Task statement: In the listing below, write out exactly each line from the first through the one containing "the same cells.".
### Entries shown ###
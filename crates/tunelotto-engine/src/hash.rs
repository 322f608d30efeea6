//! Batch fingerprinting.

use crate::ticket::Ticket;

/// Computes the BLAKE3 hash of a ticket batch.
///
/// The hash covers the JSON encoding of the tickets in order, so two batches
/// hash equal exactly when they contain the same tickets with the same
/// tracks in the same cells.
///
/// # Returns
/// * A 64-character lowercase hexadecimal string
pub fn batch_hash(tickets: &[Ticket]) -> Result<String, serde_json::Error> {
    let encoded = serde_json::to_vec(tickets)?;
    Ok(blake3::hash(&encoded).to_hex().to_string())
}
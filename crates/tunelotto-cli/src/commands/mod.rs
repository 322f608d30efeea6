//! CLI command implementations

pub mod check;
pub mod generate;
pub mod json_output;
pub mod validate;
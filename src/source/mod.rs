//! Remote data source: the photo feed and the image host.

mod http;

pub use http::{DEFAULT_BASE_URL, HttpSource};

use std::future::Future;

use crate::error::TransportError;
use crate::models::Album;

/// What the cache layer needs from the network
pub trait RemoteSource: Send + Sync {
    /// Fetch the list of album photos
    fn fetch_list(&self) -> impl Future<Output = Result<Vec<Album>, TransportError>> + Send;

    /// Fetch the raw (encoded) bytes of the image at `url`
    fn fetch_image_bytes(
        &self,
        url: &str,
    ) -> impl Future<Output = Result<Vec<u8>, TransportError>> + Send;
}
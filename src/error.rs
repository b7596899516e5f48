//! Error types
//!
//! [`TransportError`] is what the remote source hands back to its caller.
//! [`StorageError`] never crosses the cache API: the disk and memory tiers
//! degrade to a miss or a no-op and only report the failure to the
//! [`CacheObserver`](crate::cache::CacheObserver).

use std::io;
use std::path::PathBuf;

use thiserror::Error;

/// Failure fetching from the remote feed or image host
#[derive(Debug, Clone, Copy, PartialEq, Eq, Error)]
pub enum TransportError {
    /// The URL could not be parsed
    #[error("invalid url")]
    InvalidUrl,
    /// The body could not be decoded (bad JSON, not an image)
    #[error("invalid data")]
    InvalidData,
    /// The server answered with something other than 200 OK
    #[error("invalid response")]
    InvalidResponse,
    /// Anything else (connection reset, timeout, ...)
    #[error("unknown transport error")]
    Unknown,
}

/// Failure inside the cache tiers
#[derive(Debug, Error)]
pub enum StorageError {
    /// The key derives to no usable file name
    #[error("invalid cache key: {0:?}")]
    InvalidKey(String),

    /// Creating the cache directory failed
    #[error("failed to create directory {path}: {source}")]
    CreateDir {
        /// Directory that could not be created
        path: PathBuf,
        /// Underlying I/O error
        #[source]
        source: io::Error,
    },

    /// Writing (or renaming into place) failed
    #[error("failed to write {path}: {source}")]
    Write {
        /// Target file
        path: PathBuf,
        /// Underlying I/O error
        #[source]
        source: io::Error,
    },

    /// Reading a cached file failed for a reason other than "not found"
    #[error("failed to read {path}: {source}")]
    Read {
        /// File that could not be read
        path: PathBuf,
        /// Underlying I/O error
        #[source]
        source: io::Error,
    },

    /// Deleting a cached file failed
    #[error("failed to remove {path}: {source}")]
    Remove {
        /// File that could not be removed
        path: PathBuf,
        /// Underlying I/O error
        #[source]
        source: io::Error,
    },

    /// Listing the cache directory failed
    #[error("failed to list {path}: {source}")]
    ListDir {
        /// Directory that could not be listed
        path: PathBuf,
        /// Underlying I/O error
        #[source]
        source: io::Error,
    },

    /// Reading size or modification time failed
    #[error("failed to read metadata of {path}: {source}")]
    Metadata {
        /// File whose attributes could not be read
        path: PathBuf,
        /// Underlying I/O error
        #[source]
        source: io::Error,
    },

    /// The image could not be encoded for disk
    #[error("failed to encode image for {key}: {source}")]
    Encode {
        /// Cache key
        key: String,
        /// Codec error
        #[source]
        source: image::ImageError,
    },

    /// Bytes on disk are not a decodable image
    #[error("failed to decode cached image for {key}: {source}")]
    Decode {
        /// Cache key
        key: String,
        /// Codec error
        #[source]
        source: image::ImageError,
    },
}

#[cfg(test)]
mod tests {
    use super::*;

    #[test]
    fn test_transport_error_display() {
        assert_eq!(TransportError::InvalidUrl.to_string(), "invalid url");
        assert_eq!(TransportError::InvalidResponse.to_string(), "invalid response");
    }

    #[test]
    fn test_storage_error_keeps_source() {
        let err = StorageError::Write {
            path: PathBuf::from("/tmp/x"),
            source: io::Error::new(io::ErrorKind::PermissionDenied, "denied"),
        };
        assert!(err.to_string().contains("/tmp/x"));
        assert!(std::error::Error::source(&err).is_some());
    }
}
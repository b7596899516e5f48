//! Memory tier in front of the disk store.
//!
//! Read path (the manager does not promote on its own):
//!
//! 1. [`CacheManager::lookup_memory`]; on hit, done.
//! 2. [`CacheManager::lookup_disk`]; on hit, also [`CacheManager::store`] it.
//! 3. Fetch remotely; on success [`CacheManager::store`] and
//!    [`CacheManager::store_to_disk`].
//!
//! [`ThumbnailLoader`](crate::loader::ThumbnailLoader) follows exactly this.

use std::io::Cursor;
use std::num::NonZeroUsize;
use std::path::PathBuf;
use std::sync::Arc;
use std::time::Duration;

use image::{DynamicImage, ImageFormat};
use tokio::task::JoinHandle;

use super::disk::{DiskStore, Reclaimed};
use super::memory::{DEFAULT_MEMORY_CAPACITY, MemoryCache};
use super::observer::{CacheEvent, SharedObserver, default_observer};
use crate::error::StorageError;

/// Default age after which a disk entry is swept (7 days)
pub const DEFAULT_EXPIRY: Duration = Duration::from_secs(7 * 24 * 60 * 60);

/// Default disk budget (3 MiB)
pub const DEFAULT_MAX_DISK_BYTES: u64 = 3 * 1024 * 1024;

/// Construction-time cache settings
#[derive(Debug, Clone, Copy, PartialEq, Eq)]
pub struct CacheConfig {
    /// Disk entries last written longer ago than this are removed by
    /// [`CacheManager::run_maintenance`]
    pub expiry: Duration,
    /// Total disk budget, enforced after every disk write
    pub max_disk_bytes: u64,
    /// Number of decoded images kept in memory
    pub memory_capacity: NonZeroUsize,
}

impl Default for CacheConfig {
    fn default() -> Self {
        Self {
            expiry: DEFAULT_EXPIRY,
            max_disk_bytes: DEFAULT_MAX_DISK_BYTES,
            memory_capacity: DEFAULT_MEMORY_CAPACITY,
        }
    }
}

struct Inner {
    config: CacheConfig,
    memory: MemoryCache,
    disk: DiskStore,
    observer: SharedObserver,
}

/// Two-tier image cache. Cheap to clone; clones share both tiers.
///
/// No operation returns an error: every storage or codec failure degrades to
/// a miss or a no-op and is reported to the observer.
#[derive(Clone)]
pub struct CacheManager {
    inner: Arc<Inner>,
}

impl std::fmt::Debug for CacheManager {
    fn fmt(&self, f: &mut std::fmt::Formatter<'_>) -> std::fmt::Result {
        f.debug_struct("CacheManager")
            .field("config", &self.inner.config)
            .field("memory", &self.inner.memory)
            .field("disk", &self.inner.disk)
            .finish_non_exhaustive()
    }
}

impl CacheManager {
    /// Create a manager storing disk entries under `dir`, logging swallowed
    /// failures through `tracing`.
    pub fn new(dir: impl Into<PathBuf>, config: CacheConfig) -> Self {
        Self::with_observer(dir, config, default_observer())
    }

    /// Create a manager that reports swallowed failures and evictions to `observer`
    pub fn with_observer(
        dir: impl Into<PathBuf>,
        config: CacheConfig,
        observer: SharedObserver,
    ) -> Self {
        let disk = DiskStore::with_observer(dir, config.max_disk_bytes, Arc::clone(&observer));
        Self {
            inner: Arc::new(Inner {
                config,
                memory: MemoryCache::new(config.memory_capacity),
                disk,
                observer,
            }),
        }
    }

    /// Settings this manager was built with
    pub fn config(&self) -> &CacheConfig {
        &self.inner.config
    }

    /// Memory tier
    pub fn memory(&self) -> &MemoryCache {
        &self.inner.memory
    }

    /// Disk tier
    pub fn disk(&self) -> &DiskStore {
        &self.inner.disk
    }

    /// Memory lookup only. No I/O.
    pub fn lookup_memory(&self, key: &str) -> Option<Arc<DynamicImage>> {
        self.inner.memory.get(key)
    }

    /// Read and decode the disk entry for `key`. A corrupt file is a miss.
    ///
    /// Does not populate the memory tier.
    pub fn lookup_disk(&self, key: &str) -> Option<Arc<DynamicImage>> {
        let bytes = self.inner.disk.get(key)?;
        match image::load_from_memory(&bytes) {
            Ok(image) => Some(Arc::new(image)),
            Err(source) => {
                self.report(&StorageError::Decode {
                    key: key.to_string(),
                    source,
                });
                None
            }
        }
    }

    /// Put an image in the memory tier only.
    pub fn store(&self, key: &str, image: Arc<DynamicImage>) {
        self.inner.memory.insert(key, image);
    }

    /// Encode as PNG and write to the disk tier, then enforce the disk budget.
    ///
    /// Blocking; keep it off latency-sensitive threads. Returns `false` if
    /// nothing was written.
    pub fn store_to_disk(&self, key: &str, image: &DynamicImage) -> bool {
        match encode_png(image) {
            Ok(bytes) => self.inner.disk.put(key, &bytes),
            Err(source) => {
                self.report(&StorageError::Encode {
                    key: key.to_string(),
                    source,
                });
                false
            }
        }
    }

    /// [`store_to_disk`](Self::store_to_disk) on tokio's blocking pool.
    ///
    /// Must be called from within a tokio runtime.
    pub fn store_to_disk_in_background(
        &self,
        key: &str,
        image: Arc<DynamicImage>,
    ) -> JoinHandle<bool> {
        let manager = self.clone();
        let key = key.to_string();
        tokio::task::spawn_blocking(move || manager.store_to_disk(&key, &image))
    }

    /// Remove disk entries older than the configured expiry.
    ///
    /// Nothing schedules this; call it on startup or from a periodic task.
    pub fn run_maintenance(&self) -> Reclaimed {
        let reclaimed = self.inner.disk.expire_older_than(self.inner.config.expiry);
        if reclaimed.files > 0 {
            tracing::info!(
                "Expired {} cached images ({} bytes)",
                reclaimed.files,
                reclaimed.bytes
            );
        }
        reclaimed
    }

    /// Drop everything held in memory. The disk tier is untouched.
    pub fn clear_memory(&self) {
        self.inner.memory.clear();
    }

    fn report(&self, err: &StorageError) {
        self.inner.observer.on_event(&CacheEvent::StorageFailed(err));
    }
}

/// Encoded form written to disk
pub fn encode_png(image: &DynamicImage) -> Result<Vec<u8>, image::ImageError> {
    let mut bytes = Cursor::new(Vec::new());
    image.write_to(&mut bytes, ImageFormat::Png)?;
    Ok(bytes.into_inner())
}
###
Output of the exercise:
filename crates/tunelotto-engine/src/hash.rs
repository 322f608d30efeea6
//! Batch fingerprinting.

use crate::ticket::Ticket;

/// Computes the BLAKE3 hash of a ticket batch.
///
/// The hash covers the JSON encoding of the tickets in order, so two batches
/// hash equal exactly when they contain the same tickets with the same
/// tracks in the same cells.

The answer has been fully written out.